Stop Loss Insurance

Stop loss insurance is a type of insurance policy carried by a self-funded health plan that protects against catastrophic medical expenses. In a traditional fully-insured health plan, the financial obligation for future medical claims payment is transferred to a third-party insurance company in exchange for monthly premiums paid to the insurance company. In a self-funded health plan, the employer or employer group sponsoring the health plan retains the financial obligation to pay future medical claims for the health plan. However, the stop loss insurance policy protects against claims expenses that exceed a predetermined amount. This predetermined amount marks the point at which the medical claims would be considered excessive and potentially catastrophic. This predetermined amount where a stop loss policy begins to pay for medical claims is known as the “attachment point.”

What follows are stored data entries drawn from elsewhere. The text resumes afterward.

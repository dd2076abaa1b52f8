//! CLI input validation functions.
//!
//! These validators are used by clap's `value_parser` attribute to validate
//! user input at parse time, providing immediate feedback for invalid values.

/// Validate a library name used for root lookup.
///
/// Names are matched exactly, so surrounding whitespace is an error rather
/// than something to strip.
pub fn validate_library_name(s: &str) -> Result<String, String> {
    if s.trim().is_empty() {
        return Err("Library name cannot be empty".to_string());
    }
    reject_padding("library name", s)?;
    Ok(s.to_string())
}

/// Validate a document id or partition key.
pub fn validate_key(s: &str) -> Result<String, String> {
    if s.trim().is_empty() {
        return Err("Key cannot be empty".to_string());
    }
    reject_padding("key", s)?;
    if s.contains('|') {
        return Err(format!(
            "Invalid key '{s}': '|' is reserved as the composite key separator"
        ));
    }
    Ok(s.to_string())
}

fn reject_padding(what: &str, s: &str) -> Result<(), String> {
    if s.trim() != s {
        return Err(format!(
            "Invalid {what} '{s}': leading or trailing whitespace is not allowed"
        ));
    }
    Ok(())
}

/// Validate the point-read concurrency cap (must be at least 1).
pub fn validate_concurrency(s: &str) -> Result<usize, String> {
    match s.trim().parse::<usize>() {
        Ok(0) => Err("Concurrency must be at least 1".to_string()),
        Ok(n) => Ok(n),
        Err(_) => Err(format!("Invalid concurrency '{s}': expected a positive integer")),
    }
}
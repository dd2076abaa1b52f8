//! Resilient JSON Lines reading for depwalk.
//!
//! Dependency corpora are exported one document per line. This crate reads
//! them line by line, tracking line numbers. [`read_jsonl_resilient`] reports
//! malformed records as [`Warning`]s and keeps going; [`read_jsonl`] stops at
//! the first one.

#![forbid(unsafe_code)]
#![warn(missing_docs)]

pub mod error;
pub mod reader;
pub mod warning;

pub use error::{Error, Result};
pub use reader::{read_jsonl, read_jsonl_resilient, JsonlReader};
pub use warning::Warning;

Stop loss coverage for a single participant’s excessive medical costs is known as “individual stop loss.” Stop loss coverage for many participants’ medical costs exceeding the attachment point is known as “aggregate stop loss.” There are a variety of insurance companies across the United States that offer medical stop loss coverage. The criteria (e.g. number of enrollees and/or claim history) they seek for self-funded plans they would insured varies among stop loss insurers.

Stop loss insurance is sometimes referred to as “excess insurance” since it covers expenses in excess of a predetermined amount.